Convert meeting transcripts into structured minutes with decision tracking, task assignment, three-tier summaries, and cross-meeting correlation.
---
name: minutes-taker
display_name: AI Meeting Minutes
description: Convert meeting transcripts into structured minutes with decision tracking, task assignment, three-tier summaries, and cross-meeting correlation.
author: harry
version: 1.1.0
license: MIT
type: skill
tags:
- meeting-minutes
- productivity
- documentation
- collaboration
model: deepseek
created_at: 2026-06-14
---
# AI Meeting Minutes (minutes-taker)
Convert meeting transcripts or text into structured, actionable minutes.

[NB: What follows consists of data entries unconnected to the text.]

//! In-memory representation of default and custom documents.

use std::collections::BTreeMap;

use crate::value::Scalar;

/// One top-level entry: a primary value plus optional named settings.
#[derive(Debug, Clone, PartialEq)]
pub struct ConfigEntry {
    /// Primary value; its kind is authoritative in the default document.
    pub value: Scalar,
    /// Settings sub-values keyed by sub-key; empty when the entry has none.
    pub settings: BTreeMap<String, Scalar>,
}

impl ConfigEntry {
    /// Creates an entry without settings.
    #[must_use]
    pub const fn new(value: Scalar) -> Self {
        Self {
            value,
            settings: BTreeMap::new(),
        }
    }

    /// Adds a settings sub-value, replacing any previous one.
    #[must_use]
    pub fn with_setting(mut self, key: impl Into<String>, value: impl Into<Scalar>) -> Self {
        self.settings.insert(key.into(), value.into());
        self
    }
}

/// A decoded configuration document keyed by case-sensitive entry name.
#[derive(Debug, Clone, Default, PartialEq)]
pub struct ConfigDocument {
    entries: BTreeMap<String, ConfigEntry>,
}

impl ConfigDocument {
    /// Creates an empty document.
    #[must_use]
    pub const fn new() -> Self {
        Self {
            entries: BTreeMap::new(),
        }
    }

    /// Inserts an entry, returning the document for chaining.
    #[must_use]
    pub fn with_entry(mut self, key: impl Into<String>, entry: ConfigEntry) -> Self {
        self.entries.insert(key.into(), entry);
        self
    }

    /// Looks up an entry by its exact key.
    #[must_use]
    pub fn get(&self, key: &str) -> Option<&ConfigEntry> {
        self.entries.get(key)
    }

    /// Returns `true` if `key` is defined.
    #[must_use]
    pub fn contains_key(&self, key: &str) -> bool {
        self.entries.contains_key(key)
    }

    /// Iterates over keys in sorted order.
    pub fn keys(&self) -> impl Iterator<Item = &str> {
        self.entries.keys().map(String::as_str)
    }

    /// Iterates over entries in sorted key order.
    pub fn iter(&self) -> impl Iterator<Item = (&str, &ConfigEntry)> {
        self.entries.iter().map(|(key, entry)| (key.as_str(), entry))
    }

    /// Number of top-level entries.
    #[must_use]
    pub fn len(&self) -> usize {
        self.entries.len()
    }

    /// Returns `true` when the document has no entries.
    #[must_use]
    pub fn is_empty(&self) -> bool {
        self.entries.is_empty()
    }
}

impl FromIterator<(String, ConfigEntry)> for ConfigDocument {
    fn from_iter<I: IntoIterator<Item = (String, ConfigEntry)>>(iter: I) -> Self {
        Self {
            entries: iter.into_iter().collect(),
        }
    }
}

The skill extracts decisions, action items, risks, and key dates, generates three-tier summaries (one-liner → three-para → full), and tracks decisions and todos across meetings.
**Core strengths**: Decision chain tracking across meetings, todo lifecycle management (extract → assign → track → remind), and three-level summaries for different consumption contexts.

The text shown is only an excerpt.